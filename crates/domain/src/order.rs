//! The `Order` aggregate and its line items.

use chrono::{DateTime, Utc};
use common::OrderId;
use serde::{Deserialize, Serialize};
use uuid::Uuid;

use crate::billing::{Totals, compute_totals};
use crate::error::OrderError;
use crate::money::{DiscountPercent, Money};
use crate::status::{ItemStatus, OrderStatus};

/// Unique identifier for a dining table.
#[derive(Debug, Clone, Copy, PartialEq, Eq, Hash, Serialize, Deserialize)]
#[serde(transparent)]
pub struct TableId(Uuid);

impl TableId {
    pub fn new() -> Self {
        Self(Uuid::new_v4())
    }

    pub fn from_uuid(uuid: Uuid) -> Self {
        Self(uuid)
    }

    pub fn as_uuid(&self) -> Uuid {
        self.0
    }
}

impl Default for TableId {
    fn default() -> Self {
        Self::new()
    }
}

impl std::fmt::Display for TableId {
    fn fmt(&self, f: &mut std::fmt::Formatter<'_>) -> std::fmt::Result {
        write!(f, "{}", self.0)
    }
}

/// Unique identifier for a catalog menu item.
#[derive(Debug, Clone, Copy, PartialEq, Eq, Hash, Serialize, Deserialize)]
#[serde(transparent)]
pub struct MenuItemId(Uuid);

impl MenuItemId {
    pub fn new() -> Self {
        Self(Uuid::new_v4())
    }

    pub fn from_uuid(uuid: Uuid) -> Self {
        Self(uuid)
    }

    pub fn as_uuid(&self) -> Uuid {
        self.0
    }
}

impl Default for MenuItemId {
    fn default() -> Self {
        Self::new()
    }
}

impl std::fmt::Display for MenuItemId {
    fn fmt(&self, f: &mut std::fmt::Formatter<'_>) -> std::fmt::Result {
        write!(f, "{}", self.0)
    }
}

/// Unique identifier for a single line on an order.
#[derive(Debug, Clone, Copy, PartialEq, Eq, Hash, Serialize, Deserialize)]
#[serde(transparent)]
pub struct OrderItemId(Uuid);

impl OrderItemId {
    pub fn new() -> Self {
        Self(Uuid::new_v4())
    }

    pub fn from_uuid(uuid: Uuid) -> Self {
        Self(uuid)
    }

    pub fn as_uuid(&self) -> Uuid {
        self.0
    }
}

impl Default for OrderItemId {
    fn default() -> Self {
        Self::new()
    }
}

impl std::fmt::Display for OrderItemId {
    fn fmt(&self, f: &mut std::fmt::Formatter<'_>) -> std::fmt::Result {
        write!(f, "{}", self.0)
    }
}

/// How an order was paid.
#[derive(Debug, Clone, Copy, PartialEq, Eq, Hash, Serialize, Deserialize)]
#[serde(rename_all = "lowercase")]
pub enum PaymentMethod {
    Cash,
    Card,
    Qr,
}

impl PaymentMethod {
    pub fn as_str(self) -> &'static str {
        match self {
            PaymentMethod::Cash => "cash",
            PaymentMethod::Card => "card",
            PaymentMethod::Qr => "qr",
        }
    }
}

impl std::fmt::Display for PaymentMethod {
    fn fmt(&self, f: &mut std::fmt::Formatter<'_>) -> std::fmt::Result {
        write!(f, "{}", self.as_str())
    }
}

/// A line on an order.
///
/// `name` and `unit_price` are snapshots taken from the catalog at add time.
/// Catalog edits after that point must not retroactively change what this
/// order is worth, so the snapshot fields are frozen for the line's lifetime;
/// only `status` moves.
#[derive(Debug, Clone, PartialEq, Eq, Serialize, Deserialize)]
pub struct OrderItem {
    pub id: OrderItemId,
    pub menu_item_id: MenuItemId,
    pub name: String,
    pub quantity: u32,
    pub unit_price: Money,
    pub status: ItemStatus,
}

impl OrderItem {
    /// Creates a new pending line with a fresh id.
    pub fn new(
        menu_item_id: MenuItemId,
        name: impl Into<String>,
        quantity: u32,
        unit_price: Money,
    ) -> Self {
        Self {
            id: OrderItemId::new(),
            menu_item_id,
            name: name.into(),
            quantity,
            unit_price,
            status: ItemStatus::Pending,
        }
    }

    /// Returns the line subtotal (unit price x quantity).
    pub fn line_subtotal(&self) -> Money {
        self.unit_price.multiply(self.quantity)
    }

    fn validate(&self) -> Result<(), OrderError> {
        if self.quantity == 0 {
            return Err(OrderError::InvalidQuantity {
                quantity: self.quantity,
            });
        }
        if self.unit_price.is_negative() {
            return Err(OrderError::InvalidPrice {
                cents: self.unit_price.cents(),
            });
        }
        Ok(())
    }
}

/// The order aggregate: one table's running bill plus its kitchen lifecycle.
///
/// All mutation goes through the methods below; each one consults the status
/// state machine before changing anything. The store re-checks the same rules
/// at commit time (see [`validate_mutation`]), so a new entry point cannot
/// silently bypass them.
#[derive(Debug, Clone, PartialEq, Serialize, Deserialize)]
pub struct Order {
    id: OrderId,
    table_id: TableId,
    /// Display-facing table number, snapshotted at creation for the invoice.
    table_number: u32,
    status: OrderStatus,
    discount_percent: DiscountPercent,
    is_paid: bool,
    payment_method: Option<PaymentMethod>,
    created_at: DateTime<Utc>,
    paid_at: Option<DateTime<Utc>>,
    items: Vec<OrderItem>,
}

impl Order {
    /// Creates a new pending order with its initial lines.
    ///
    /// An order opens with at least one line; an empty order has nothing for
    /// the kitchen to do and nothing to bill.
    pub fn new(
        id: OrderId,
        table_id: TableId,
        table_number: u32,
        discount_percent: DiscountPercent,
        items: Vec<OrderItem>,
        created_at: DateTime<Utc>,
    ) -> Result<Self, OrderError> {
        let order = Self {
            id,
            table_id,
            table_number,
            status: OrderStatus::Pending,
            discount_percent,
            is_paid: false,
            payment_method: None,
            created_at,
            paid_at: None,
            items,
        };
        order.validate()?;
        Ok(order)
    }
}

// Query methods
impl Order {
    pub fn id(&self) -> OrderId {
        self.id
    }

    pub fn table_id(&self) -> TableId {
        self.table_id
    }

    pub fn table_number(&self) -> u32 {
        self.table_number
    }

    pub fn status(&self) -> OrderStatus {
        self.status
    }

    pub fn discount_percent(&self) -> DiscountPercent {
        self.discount_percent
    }

    pub fn is_paid(&self) -> bool {
        self.is_paid
    }

    pub fn payment_method(&self) -> Option<PaymentMethod> {
        self.payment_method
    }

    pub fn created_at(&self) -> DateTime<Utc> {
        self.created_at
    }

    pub fn paid_at(&self) -> Option<DateTime<Utc>> {
        self.paid_at
    }

    /// Returns the lines in insertion order.
    pub fn items(&self) -> &[OrderItem] {
        &self.items
    }

    /// Returns a line by id.
    pub fn item(&self, item_id: OrderItemId) -> Option<&OrderItem> {
        self.items.iter().find(|item| item.id == item_id)
    }

    /// Returns true while the order still accepts new lines:
    /// not yet served out, and not yet paid.
    pub fn accepts_items(&self) -> bool {
        !self.is_paid
            && matches!(
                self.status,
                OrderStatus::Pending | OrderStatus::Preparing | OrderStatus::Ready
            )
    }

    /// Computes the current monetary breakdown from the line snapshots.
    pub fn totals(&self) -> Totals {
        compute_totals(&self.items, self.discount_percent)
    }
}

// Mutation methods
impl Order {
    /// Appends lines to the order.
    pub fn add_items(&mut self, items: Vec<OrderItem>) -> Result<(), OrderError> {
        if !self.accepts_items() {
            return Err(OrderError::OrderClosed {
                status: self.status,
                is_paid: self.is_paid,
            });
        }
        if items.is_empty() {
            return Err(OrderError::NoItems);
        }
        for item in &items {
            item.validate()?;
        }
        self.items.extend(items);
        Ok(())
    }

    /// Moves the order to `requested`, if the state machine allows it.
    pub fn transition(&mut self, requested: OrderStatus) -> Result<(), OrderError> {
        if !self.status.can_transition_to(requested) {
            return Err(OrderError::InvalidTransition {
                current: self.status,
                requested,
            });
        }
        self.status = requested;
        Ok(())
    }

    /// Moves a single line to `requested`, if the state machine allows it.
    ///
    /// Once the order itself is terminal, its lines are frozen.
    pub fn transition_item(
        &mut self,
        item_id: OrderItemId,
        requested: ItemStatus,
    ) -> Result<(), OrderError> {
        if self.status.is_terminal() {
            return Err(OrderError::OrderClosed {
                status: self.status,
                is_paid: self.is_paid,
            });
        }
        let item = self
            .items
            .iter_mut()
            .find(|item| item.id == item_id)
            .ok_or(OrderError::ItemNotFound { item_id })?;
        if !item.status.can_transition_to(requested) {
            return Err(OrderError::InvalidItemTransition {
                current: item.status,
                requested,
            });
        }
        item.status = requested;
        Ok(())
    }

    /// Marks the order paid with the resolved discount.
    ///
    /// The caller resolves which discount applies (a payment-time override
    /// replaces the creation-time value); whatever is committed here is what
    /// the invoice will be derived from. Cancelled orders cannot be settled;
    /// any other status can, since cashiers may pre-settle before serving.
    pub fn settle(
        &mut self,
        method: PaymentMethod,
        discount_percent: DiscountPercent,
        paid_at: DateTime<Utc>,
    ) -> Result<(), OrderError> {
        if self.is_paid {
            return Err(OrderError::AlreadyPaid);
        }
        if self.status == OrderStatus::Cancelled {
            return Err(OrderError::NotPayable {
                status: self.status,
            });
        }
        self.discount_percent = discount_percent;
        self.is_paid = true;
        self.payment_method = Some(method);
        self.paid_at = Some(paid_at);
        Ok(())
    }

    /// Checks the entity invariants of the aggregate in isolation.
    pub fn validate(&self) -> Result<(), OrderError> {
        if self.items.is_empty() {
            return Err(OrderError::NoItems);
        }
        for item in &self.items {
            item.validate()?;
        }
        if self.is_paid && (self.payment_method.is_none() || self.paid_at.is_none()) {
            return Err(OrderError::MissingPaymentDetails);
        }
        Ok(())
    }
}

/// Checks that `after` is a legal successor of `before` for a single commit.
///
/// This is the cross-mutation guard the store runs on every commit, on top of
/// [`Order::validate`]: identity fields frozen, `is_paid` monotonic, settled
/// money frozen, status deltas legal per the transition tables, and lines
/// append-only with status as their only mutable field.
pub fn validate_mutation(before: &Order, after: &Order) -> Result<(), OrderError> {
    if after.id != before.id
        || after.table_id != before.table_id
        || after.table_number != before.table_number
        || after.created_at != before.created_at
    {
        return Err(OrderError::IdentityChanged);
    }

    if before.is_paid && !after.is_paid {
        return Err(OrderError::PaymentReverted);
    }

    if before.is_paid
        && (after.discount_percent != before.discount_percent
            || after.payment_method != before.payment_method
            || after.paid_at != before.paid_at
            || after.items.len() != before.items.len())
    {
        return Err(OrderError::SettledOrderModified);
    }

    if after.status != before.status && !before.status.can_transition_to(after.status) {
        return Err(OrderError::InvalidTransition {
            current: before.status,
            requested: after.status,
        });
    }

    if after.items.len() < before.items.len() {
        return Err(OrderError::ItemsRemoved);
    }

    for (prev, next) in before.items.iter().zip(&after.items) {
        if next.id != prev.id
            || next.menu_item_id != prev.menu_item_id
            || next.name != prev.name
            || next.quantity != prev.quantity
            || next.unit_price != prev.unit_price
        {
            return Err(OrderError::ItemMutated { item_id: prev.id });
        }
        if next.status != prev.status {
            if before.status.is_terminal() {
                return Err(OrderError::OrderClosed {
                    status: before.status,
                    is_paid: before.is_paid,
                });
            }
            if !prev.status.can_transition_to(next.status) {
                return Err(OrderError::InvalidItemTransition {
                    current: prev.status,
                    requested: next.status,
                });
            }
        }
    }

    if after.items.len() > before.items.len() && !before.accepts_items() {
        return Err(OrderError::OrderClosed {
            status: before.status,
            is_paid: before.is_paid,
        });
    }

    Ok(())
}
//! Intent layer over the order store.
//!
//! [`OrderService`] is the single entry point for every order mutation short
//! of settlement: creation (with price and name snapshots taken from the
//! menu catalog), item additions, and status transitions for orders and
//! their lines. Table availability and menu lookups go through the
//! [`TableRegistry`] and [`MenuCatalog`] collaborator traits; the in-memory
//! implementations back tests and the default server state.

mod error;
mod service;
mod services;

pub use error::OrderingError;
pub use service::{NewOrderItem, OrderService};
pub use services::catalog::{InMemoryMenuCatalog, MenuCatalog, MenuItemInfo};
pub use services::tables::{InMemoryTableRegistry, TableInfo, TableRegistry, TableStatus};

Activity: Using the data above, reproduce exactly the lines between those holding "after.table_number != before.table_number" and "after.payment_method != before.payment_method", inclusive, and no others.

Task solution:
        || after.table_number != before.table_number
        || after.created_at != before.created_at
    {
        return Err(OrderError::IdentityChanged);
    }

    if before.is_paid && !after.is_paid {
        return Err(OrderError::PaymentReverted);
    }

    if before.is_paid
        && (after.discount_percent != before.discount_percent
            || after.payment_method != before.payment_method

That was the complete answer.